■ WHAT YOU ARE ASKED TO DO
The span to repeat in the listing below runs from the line containing "Site Settings Repository" to the line containing "let defaults = SiteSettings::default();", inclusive. Repeat it exactly, and only it.

■ DATA
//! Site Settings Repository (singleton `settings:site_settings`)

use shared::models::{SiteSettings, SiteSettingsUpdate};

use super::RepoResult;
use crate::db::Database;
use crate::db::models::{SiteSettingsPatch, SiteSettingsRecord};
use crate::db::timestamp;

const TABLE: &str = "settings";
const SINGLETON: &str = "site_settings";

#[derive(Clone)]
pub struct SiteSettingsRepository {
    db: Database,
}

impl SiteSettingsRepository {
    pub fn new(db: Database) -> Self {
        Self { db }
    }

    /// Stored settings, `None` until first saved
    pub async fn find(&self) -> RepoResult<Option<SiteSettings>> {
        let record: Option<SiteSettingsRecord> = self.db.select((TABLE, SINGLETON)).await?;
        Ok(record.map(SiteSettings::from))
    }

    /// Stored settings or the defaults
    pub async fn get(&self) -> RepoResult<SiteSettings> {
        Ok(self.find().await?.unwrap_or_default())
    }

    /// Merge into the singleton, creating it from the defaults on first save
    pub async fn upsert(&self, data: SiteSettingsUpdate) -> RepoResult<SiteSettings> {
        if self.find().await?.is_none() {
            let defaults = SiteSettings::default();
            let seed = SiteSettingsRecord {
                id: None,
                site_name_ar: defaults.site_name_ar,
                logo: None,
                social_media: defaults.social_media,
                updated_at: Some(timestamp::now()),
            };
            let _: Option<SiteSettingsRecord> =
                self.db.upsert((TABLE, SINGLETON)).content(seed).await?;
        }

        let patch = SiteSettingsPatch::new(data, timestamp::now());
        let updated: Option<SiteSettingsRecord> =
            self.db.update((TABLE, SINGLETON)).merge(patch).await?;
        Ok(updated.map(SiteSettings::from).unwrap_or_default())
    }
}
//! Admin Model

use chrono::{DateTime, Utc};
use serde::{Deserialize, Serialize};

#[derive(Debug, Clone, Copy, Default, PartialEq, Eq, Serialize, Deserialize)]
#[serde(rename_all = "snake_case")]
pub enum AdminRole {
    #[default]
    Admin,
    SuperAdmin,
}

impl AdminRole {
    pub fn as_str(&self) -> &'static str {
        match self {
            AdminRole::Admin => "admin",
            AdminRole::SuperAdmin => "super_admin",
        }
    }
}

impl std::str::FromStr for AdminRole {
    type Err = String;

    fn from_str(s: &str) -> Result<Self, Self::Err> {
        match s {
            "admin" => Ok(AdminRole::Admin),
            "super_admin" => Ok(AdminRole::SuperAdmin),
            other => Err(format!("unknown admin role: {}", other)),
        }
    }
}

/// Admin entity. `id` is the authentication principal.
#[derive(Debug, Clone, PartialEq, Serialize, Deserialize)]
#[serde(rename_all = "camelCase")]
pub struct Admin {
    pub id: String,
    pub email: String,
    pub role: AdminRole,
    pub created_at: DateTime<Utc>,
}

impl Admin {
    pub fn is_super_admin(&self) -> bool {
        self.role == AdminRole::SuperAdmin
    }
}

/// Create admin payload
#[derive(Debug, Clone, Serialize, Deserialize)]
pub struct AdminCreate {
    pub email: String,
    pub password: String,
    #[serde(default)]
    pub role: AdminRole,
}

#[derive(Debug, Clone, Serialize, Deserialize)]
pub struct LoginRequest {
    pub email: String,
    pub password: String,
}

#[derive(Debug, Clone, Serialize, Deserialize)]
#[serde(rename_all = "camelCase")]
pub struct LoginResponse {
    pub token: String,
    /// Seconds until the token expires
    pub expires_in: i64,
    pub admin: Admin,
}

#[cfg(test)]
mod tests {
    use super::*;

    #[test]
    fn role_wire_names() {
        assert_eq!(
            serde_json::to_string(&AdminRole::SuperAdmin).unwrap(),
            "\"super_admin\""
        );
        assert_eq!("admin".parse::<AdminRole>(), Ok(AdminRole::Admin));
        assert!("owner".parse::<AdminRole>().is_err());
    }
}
--
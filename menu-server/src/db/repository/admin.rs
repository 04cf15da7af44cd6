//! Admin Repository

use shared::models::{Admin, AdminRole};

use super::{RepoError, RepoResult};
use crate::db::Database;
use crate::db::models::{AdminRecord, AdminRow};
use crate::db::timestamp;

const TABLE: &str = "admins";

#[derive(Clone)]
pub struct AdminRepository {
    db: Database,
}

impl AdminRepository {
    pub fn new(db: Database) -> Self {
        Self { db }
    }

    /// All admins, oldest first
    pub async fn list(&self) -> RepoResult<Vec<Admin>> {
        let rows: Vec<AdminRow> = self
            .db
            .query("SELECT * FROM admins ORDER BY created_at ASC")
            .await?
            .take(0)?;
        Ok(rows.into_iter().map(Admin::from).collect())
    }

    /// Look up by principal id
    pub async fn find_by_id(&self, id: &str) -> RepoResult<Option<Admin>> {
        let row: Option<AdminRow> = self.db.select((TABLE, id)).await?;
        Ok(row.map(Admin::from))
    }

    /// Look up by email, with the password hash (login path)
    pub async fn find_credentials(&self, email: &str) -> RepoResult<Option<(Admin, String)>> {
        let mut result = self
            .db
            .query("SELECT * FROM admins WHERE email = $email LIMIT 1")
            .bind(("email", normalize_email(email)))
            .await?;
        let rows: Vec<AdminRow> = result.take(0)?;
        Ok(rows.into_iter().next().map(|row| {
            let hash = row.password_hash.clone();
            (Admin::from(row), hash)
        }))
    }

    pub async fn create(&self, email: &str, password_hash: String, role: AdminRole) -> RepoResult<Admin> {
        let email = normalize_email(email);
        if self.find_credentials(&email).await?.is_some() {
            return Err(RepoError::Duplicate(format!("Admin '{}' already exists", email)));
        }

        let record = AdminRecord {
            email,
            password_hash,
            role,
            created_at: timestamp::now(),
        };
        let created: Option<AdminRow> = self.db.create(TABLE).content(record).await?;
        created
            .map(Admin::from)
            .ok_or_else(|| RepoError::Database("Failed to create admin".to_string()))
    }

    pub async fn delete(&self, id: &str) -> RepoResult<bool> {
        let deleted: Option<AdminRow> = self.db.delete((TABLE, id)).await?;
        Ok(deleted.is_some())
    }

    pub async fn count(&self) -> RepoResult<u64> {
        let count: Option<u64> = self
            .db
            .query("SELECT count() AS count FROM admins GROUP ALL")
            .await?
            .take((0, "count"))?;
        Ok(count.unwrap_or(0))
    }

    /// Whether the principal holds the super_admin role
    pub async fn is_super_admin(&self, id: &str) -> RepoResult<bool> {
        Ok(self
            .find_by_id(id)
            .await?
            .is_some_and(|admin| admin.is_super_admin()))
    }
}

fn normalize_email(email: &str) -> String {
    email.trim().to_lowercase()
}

■ REPLY
//! Site Settings Repository (singleton `settings:site_settings`)

use shared::models::{SiteSettings, SiteSettingsUpdate};

use super::RepoResult;
use crate::db::Database;
use crate::db::models::{SiteSettingsPatch, SiteSettingsRecord};
use crate::db::timestamp;

const TABLE: &str = "settings";
const SINGLETON: &str = "site_settings";

#[derive(Clone)]
pub struct SiteSettingsRepository {
    db: Database,
}

impl SiteSettingsRepository {
    pub fn new(db: Database) -> Self {
        Self { db }
    }

    /// Stored settings, `None` until first saved
    pub async fn find(&self) -> RepoResult<Option<SiteSettings>> {
        let record: Option<SiteSettingsRecord> = self.db.select((TABLE, SINGLETON)).await?;
        Ok(record.map(SiteSettings::from))
    }

    /// Stored settings or the defaults
    pub async fn get(&self) -> RepoResult<SiteSettings> {
        Ok(self.find().await?.unwrap_or_default())
    }

    /// Merge into the singleton, creating it from the defaults on first save
    pub async fn upsert(&self, data: SiteSettingsUpdate) -> RepoResult<SiteSettings> {
        if self.find().await?.is_none() {
            let defaults = SiteSettings::default();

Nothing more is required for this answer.